- **TASK DIRECTIONS**
Print the records exactly. Every mark must remain.

SOURCE DATA Start Marker

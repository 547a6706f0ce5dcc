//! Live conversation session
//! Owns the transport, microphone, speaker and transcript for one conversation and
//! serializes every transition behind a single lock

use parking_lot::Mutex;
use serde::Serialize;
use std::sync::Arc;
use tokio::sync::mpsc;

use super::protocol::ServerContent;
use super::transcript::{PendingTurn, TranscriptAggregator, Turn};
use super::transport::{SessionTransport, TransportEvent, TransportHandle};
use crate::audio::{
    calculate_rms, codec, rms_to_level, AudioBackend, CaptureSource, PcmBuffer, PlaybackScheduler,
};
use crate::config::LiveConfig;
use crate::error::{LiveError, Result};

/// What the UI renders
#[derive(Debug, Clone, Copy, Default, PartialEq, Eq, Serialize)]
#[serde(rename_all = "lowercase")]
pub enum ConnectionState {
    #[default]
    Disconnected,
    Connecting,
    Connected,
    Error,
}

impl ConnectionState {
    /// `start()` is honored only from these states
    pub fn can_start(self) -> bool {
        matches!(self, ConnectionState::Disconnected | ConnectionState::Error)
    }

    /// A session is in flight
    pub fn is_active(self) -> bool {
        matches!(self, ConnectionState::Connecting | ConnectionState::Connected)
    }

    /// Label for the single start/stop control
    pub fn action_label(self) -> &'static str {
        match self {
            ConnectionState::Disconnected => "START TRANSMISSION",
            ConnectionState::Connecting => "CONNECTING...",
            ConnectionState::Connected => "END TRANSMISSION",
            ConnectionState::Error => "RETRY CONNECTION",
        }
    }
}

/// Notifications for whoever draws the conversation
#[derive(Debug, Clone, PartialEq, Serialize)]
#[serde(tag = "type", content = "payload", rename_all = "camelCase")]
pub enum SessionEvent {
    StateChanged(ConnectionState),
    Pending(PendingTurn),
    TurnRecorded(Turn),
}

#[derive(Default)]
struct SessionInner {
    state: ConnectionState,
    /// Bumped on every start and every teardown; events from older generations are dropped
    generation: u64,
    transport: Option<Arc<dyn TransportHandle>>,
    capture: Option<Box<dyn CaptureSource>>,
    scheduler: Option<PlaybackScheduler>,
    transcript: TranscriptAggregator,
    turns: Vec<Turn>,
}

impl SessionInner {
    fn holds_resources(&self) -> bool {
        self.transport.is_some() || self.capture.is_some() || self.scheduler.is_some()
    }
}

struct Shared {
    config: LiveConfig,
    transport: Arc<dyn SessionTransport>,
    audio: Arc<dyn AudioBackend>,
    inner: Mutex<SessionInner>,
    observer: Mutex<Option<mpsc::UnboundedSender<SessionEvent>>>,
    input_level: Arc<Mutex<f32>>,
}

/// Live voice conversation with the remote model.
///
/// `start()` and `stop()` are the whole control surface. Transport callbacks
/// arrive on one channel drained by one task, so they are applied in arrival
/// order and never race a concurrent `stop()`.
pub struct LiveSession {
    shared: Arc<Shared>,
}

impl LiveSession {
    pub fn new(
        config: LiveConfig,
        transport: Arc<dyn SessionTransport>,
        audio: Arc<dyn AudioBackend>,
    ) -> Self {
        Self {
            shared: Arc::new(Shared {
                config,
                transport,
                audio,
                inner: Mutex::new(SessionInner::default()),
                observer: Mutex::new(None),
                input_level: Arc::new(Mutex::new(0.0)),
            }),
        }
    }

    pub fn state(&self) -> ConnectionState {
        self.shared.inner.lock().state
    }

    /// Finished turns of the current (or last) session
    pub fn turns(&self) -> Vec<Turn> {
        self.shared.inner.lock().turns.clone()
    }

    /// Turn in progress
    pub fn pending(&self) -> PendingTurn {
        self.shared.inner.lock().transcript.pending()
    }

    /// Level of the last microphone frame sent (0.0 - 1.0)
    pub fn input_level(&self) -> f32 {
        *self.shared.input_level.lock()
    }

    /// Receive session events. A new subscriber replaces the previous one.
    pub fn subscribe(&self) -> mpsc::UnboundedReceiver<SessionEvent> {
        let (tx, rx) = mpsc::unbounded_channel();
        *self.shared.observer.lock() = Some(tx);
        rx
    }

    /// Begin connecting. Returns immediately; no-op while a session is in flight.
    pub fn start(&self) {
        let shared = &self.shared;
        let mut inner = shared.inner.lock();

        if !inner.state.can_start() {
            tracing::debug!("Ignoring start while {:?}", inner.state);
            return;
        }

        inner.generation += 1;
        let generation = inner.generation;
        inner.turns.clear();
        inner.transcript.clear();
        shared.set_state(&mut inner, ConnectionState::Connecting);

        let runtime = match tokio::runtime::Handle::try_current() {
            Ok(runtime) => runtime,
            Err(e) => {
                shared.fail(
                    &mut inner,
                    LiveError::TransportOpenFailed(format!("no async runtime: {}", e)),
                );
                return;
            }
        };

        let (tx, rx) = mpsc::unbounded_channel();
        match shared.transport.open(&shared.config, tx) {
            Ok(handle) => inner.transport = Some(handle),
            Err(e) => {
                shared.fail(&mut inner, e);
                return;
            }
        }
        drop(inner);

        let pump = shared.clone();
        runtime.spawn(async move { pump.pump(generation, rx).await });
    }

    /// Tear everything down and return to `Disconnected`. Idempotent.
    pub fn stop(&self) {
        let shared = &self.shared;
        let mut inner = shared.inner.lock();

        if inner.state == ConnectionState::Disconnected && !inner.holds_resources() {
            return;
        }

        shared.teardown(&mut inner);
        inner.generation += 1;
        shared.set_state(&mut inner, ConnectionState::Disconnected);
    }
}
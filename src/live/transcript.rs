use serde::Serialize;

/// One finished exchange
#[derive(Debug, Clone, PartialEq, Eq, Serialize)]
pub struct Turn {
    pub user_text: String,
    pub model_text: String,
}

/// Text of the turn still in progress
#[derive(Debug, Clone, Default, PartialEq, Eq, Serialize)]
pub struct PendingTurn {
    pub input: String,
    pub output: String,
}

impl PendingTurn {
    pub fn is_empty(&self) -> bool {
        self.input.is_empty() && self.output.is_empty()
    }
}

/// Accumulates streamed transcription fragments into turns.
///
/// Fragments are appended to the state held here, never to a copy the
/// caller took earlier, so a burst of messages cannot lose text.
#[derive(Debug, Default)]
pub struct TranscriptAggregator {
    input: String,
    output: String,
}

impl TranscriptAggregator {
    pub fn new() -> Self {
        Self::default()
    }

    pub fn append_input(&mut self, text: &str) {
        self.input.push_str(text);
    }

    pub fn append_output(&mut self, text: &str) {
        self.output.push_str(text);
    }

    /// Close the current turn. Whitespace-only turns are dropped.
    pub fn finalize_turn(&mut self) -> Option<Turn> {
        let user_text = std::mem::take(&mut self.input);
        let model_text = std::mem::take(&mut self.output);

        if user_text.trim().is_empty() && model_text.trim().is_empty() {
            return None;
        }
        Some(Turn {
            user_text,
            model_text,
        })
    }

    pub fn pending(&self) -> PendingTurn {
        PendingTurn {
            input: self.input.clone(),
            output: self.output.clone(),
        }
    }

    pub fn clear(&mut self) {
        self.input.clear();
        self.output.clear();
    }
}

SOURCE DATA End Marker

- **EXERCISE ANSWER**
repository 547a6706f0ce5dcc
//! Live conversation session
//! Owns the transport, microphone, speaker and transcript for one conversation and
//! serializes every transition behind a single lock

use parking_lot::Mutex;
use serde::Serialize;
use std::sync::Arc;
use tokio::sync::mpsc;

use super::protocol::ServerContent;
use super::transcript::{PendingTurn, TranscriptAggregator, Turn};
use super::transport::{SessionTransport, TransportEvent, TransportHandle};
use crate::audio::{
    calculate_rms, codec, rms_to_level, AudioBackend, CaptureSource, PcmBuffer, PlaybackScheduler,
};
use crate::config::LiveConfig;
use crate::error::{LiveError, Result};

/// What the UI renders
#[derive(Debug, Clone, Copy, Default, PartialEq, Eq, Serialize)]
#[serde(rename_all = "lowercase")]
pub enum ConnectionState {
    #[default]
    Disconnected,
    Connecting,
    Connected,
    Error,
}

impl ConnectionState {
    /// `start()` is honored only from these states
    pub fn can_start(self) -> bool {
        matches!(self, ConnectionState::Disconnected | ConnectionState::Error)
    }

    /// A session is in flight
    pub fn is_active(self) -> bool {
        matches!(self, ConnectionState::Connecting | ConnectionState::Connected)
    }

    /// Label for the single start/stop control
    pub fn action_label(self) -> &'static str {
        match self {
            ConnectionState::Disconnected => "START TRANSMISSION",
            ConnectionState::Connecting => "CONNECTING...",
            ConnectionState::Connected => "END TRANSMISSION",
            ConnectionState::Error => "RETRY CONNECTION",
        }
    }
}

/// Notifications for whoever draws the conversation
#[derive(Debug, Clone, PartialEq, Serialize)]
#[serde(tag = "type", content = "payload", rename_all = "camelCase")]
pub enum SessionEvent {
    StateChanged(ConnectionState),
    Pending(PendingTurn),
    TurnRecorded(Turn),
}

#[derive(Default)]
struct SessionInner {
    state: ConnectionState,
    /// Bumped on every start and every teardown; events from older generations are dropped
    generation: u64,
    transport: Option<Arc<dyn TransportHandle>>,
    capture: Option<Box<dyn CaptureSource>>,
    scheduler: Option<PlaybackScheduler>,
    transcript: TranscriptAggregator,
    turns: Vec<Turn>,
}

impl SessionInner {
    fn holds_resources(&self) -> bool {
        self.transport.is_some() || self.capture.is_some() || self.scheduler.is_some()
    }
}

struct Shared {
    config: LiveConfig,
    transport: Arc<dyn SessionTransport>,
    audio: Arc<dyn AudioBackend>,
    inner: Mutex<SessionInner>,
    observer: Mutex<Option<mpsc::UnboundedSender<SessionEvent>>>,
    input_level: Arc<Mutex<f32>>,
}

/// Live voice conversation with the remote model.
///
/// `start()` and `stop()` are the whole control surface. Transport callbacks
/// arrive on one channel drained by one task, so they are applied in arrival
/// order and never race a concurrent `stop()`.
pub struct LiveSession {
    shared: Arc<Shared>,
}

impl LiveSession {
    pub fn new(
        config: LiveConfig,
        transport: Arc<dyn SessionTransport>,
        audio: Arc<dyn AudioBackend>,
    ) -> Self {
        Self {
            shared: Arc::new(Shared {
                config,
                transport,
                audio,
                inner: Mutex::new(SessionInner::default()),
                observer: Mutex::new(None),
                input_level: Arc::new(Mutex::new(0.0)),
            }),
        }
    }

    pub fn state(&self) -> ConnectionState {
        self.shared.inner.lock().state
    }

    /// Finished turns of the current (or last) session
    pub fn turns(&self) -> Vec<Turn> {
        self.shared.inner.lock().turns.clone()
    }

    /// Turn in progress
    pub fn pending(&self) -> PendingTurn {
        self.shared.inner.lock().transcript.pending()
    }

    /// Level of the last microphone frame sent (0.0 - 1.0)
    pub fn input_level(&self) -> f32 {
        *self.shared.input_level.lock()
    }

    /// Receive session events. A new subscriber replaces the previous one.
    pub fn subscribe(&self) -> mpsc::UnboundedReceiver<SessionEvent> {
        let (tx, rx) = mpsc::unbounded_channel();
        *self.shared.observer.lock() = Some(tx);
        rx
    }

    /// Begin connecting. Returns immediately; no-op while a session is in flight.
    pub fn start(&self) {
        let shared = &self.shared;
        let mut inner = shared.inner.lock();

        if !inner.state.can_start() {
            tracing::debug!("Ignoring start while {:?}", inner.state);
            return;
        }

        inner.generation += 1;
        let generation = inner.generation;
        inner.turns.clear();
        inner.transcript.clear();
        shared.set_state(&mut inner, ConnectionState::Connecting);

        let runtime = match tokio::runtime::Handle::try_current() {
            Ok(runtime) => runtime,
            Err(e) => {
                shared.fail(
                    &mut inner,
                    LiveError::TransportOpenFailed(format!("no async runtime: {}", e)),
                );
                return;
            }
        };

        let (tx, rx) = mpsc::unbounded_channel();
        match shared.transport.open(&shared.config, tx) {
            Ok(handle) => inner.transport = Some(handle),
            Err(e) => {
                shared.fail(&mut inner, e);
                return;
            }
        }
        drop(inner);

        let pump = shared.clone();
        runtime.spawn(async move { pump.pump(generation, rx).await });
    }

    /// Tear everything down and return to `Disconnected`. Idempotent.
    pub fn stop(&self) {
        let shared = &self.shared;
        let mut inner = shared.inner.lock();

        if inner.state == ConnectionState::Disconnected && !inner.holds_resources() {
            return;
        }

        shared.teardown(&mut inner);
        inner.generation += 1;
        shared.set_state(&mut inner, ConnectionState::Disconnected);
    }
}
filename src/live/transcript.rs
use serde::Serialize;

/// One finished exchange
#[derive(Debug, Clone, PartialEq, Eq, Serialize)]
pub struct Turn {
    pub user_text: String,
    pub model_text: String,
}

/// Text of the turn still in progress
#[derive(Debug, Clone, Default, PartialEq, Eq, Serialize)]
pub struct PendingTurn {
    pub input: String,
    pub output: String,
}

impl PendingTurn {
    pub fn is_empty(&self) -> bool {
        self.input.is_empty() && self.output.is_empty()
    }
}

/// Accumulates streamed transcription fragments into turns.
///
/// Fragments are appended to the state held here, never to a copy the
/// caller took earlier, so a burst of messages cannot lose text.
#[derive(Debug, Default)]
pub struct TranscriptAggregator {
    input: String,
    output: String,
}

impl TranscriptAggregator {
    pub fn new() -> Self {
        Self::default()
    }

    pub fn append_input(&mut self, text: &str) {
        self.input.push_str(text);
    }

    pub fn append_output(&mut self, text: &str) {
        self.output.push_str(text);
    }

    /// Close the current turn. Whitespace-only turns are dropped.
    pub fn finalize_turn(&mut self) -> Option<Turn> {
        let user_text = std::mem::take(&mut self.input);
        let model_text = std::mem::take(&mut self.output);

        if user_text.trim().is_empty() && model_text.trim().is_empty() {
            return None;
        }
        Some(Turn {
            user_text,
            model_text,
        })
    }

    pub fn pending(&self) -> PendingTurn {
        PendingTurn {
            input: self.input.clone(),
            output: self.output.clone(),
        }
    }

    pub fn clear(&mut self) {
        self.input.clear();
        self.output.clear();
    }
}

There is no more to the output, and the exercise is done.